[Saved data entries]
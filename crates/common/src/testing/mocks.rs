//! Recording fakes for the session ports.

use std::sync::Arc;

use parking_lot::Mutex;

use crate::auth::{Navigator, SecretStore, SessionStoreError};

/// Navigator that records every requested route.
#[derive(Debug, Clone, Default)]
pub struct RecordingNavigator {
    routes: Arc<Mutex<Vec<String>>>,
}

impl RecordingNavigator {
    #[must_use]
    pub fn new() -> Self {
        Self::default()
    }

    /// Routes navigated to, oldest first.
    #[must_use]
    pub fn routes(&self) -> Vec<String> {
        self.routes.lock().clone()
    }

    #[must_use]
    pub fn was_redirected_to(&self, route: &str) -> bool {
        self.routes.lock().iter().any(|r| r == route)
    }
}

impl Navigator for RecordingNavigator {
    fn navigate(&self, route: &str) {
        self.routes.lock().push(route.to_string());
    }
}

/// Secret backend whose every operation fails, for error-path tests.
#[derive(Debug, Clone, Default)]
pub struct FailingSecrets;

impl SecretStore for FailingSecrets {
    fn get_secret(&self, _key: &str) -> Result<Option<String>, SessionStoreError> {
        Err(SessionStoreError::AccessFailed("keychain locked".to_string()))
    }

    fn set_secret(&self, _key: &str, _value: &str) -> Result<(), SessionStoreError> {
        Err(SessionStoreError::AccessFailed("keychain locked".to_string()))
    }

    fn delete_secret(&self, _key: &str) -> Result<(), SessionStoreError> {
        Err(SessionStoreError::AccessFailed("keychain locked".to_string()))
    }
}
use std::sync::Arc;
use std::time::Duration;

use sitedesk_common::testing::{sample_credentials, RecordingNavigator};
use sitedesk_common::{MemorySessionStore, SessionStore};
use sitedesk_domain::{ClientConfig, CredentialPair};
use sitedesk_infra::SessionClient;
use wiremock::MockServer;

/// Redirect delay used by every harness; short so tests stay fast.
pub const REDIRECT_DELAY_MS: u64 = 50;

/// Session client wired to a fresh mock backend, an in-memory store and a
/// recording navigator.
pub struct Harness {
    pub server: MockServer,
    pub client: SessionClient,
    pub store: Arc<MemorySessionStore>,
    pub navigator: RecordingNavigator,
}

impl Harness {
    /// Logged-in session holding [`sample_credentials`].
    pub async fn logged_in() -> Self {
        Self::build(Some(sample_credentials()), |_| {}).await
    }

    /// No credentials stored.
    pub async fn anonymous() -> Self {
        Self::build(None, |_| {}).await
    }

    pub async fn build(
        credentials: Option<CredentialPair>,
        configure: impl FnOnce(&mut ClientConfig),
    ) -> Self {
        let server = MockServer::start().await;

        let mut config = ClientConfig::with_base_url(server.uri());
        config.session.logout_redirect_delay_ms = REDIRECT_DELAY_MS;
        configure(&mut config);

        let store = Arc::new(match &credentials {
            Some(pair) => MemorySessionStore::with_credentials(pair),
            None => MemorySessionStore::in_memory(),
        });
        let navigator = RecordingNavigator::new();
        let client = SessionClient::new(config, store.clone(), Arc::new(navigator.clone()))
            .expect("session client should build");

        Self { server, client, store, navigator }
    }

    pub async fn access_token(&self) -> Option<String> {
        self.store.access_token().await.expect("store readable")
    }

    pub async fn refresh_token(&self) -> Option<String> {
        self.store.refresh_token().await.expect("store readable")
    }

    /// Wait past the redirect delay.
    pub async fn settle_redirect(&self) {
        tokio::time::sleep(Duration::from_millis(REDIRECT_DELAY_MS * 4)).await;
    }

    /// Number of requests the mock server saw for `path`.
    pub async fn hits(&self, path: &str) -> usize {
        self.server
            .received_requests()
            .await
            .unwrap_or_default()
            .iter()
            .filter(|request| request.url.path() == path)
            .count()
    }
}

## WHAT YOU HAVE TO DO
List each line of the records that holds the string "Option".

## ANSWER
    fn get_secret(&self, _key: &str) -> Result<Option<String>, SessionStoreError> {
        credentials: Option<CredentialPair>,
    pub async fn access_token(&self) -> Option<String> {
    pub async fn refresh_token(&self) -> Option<String> {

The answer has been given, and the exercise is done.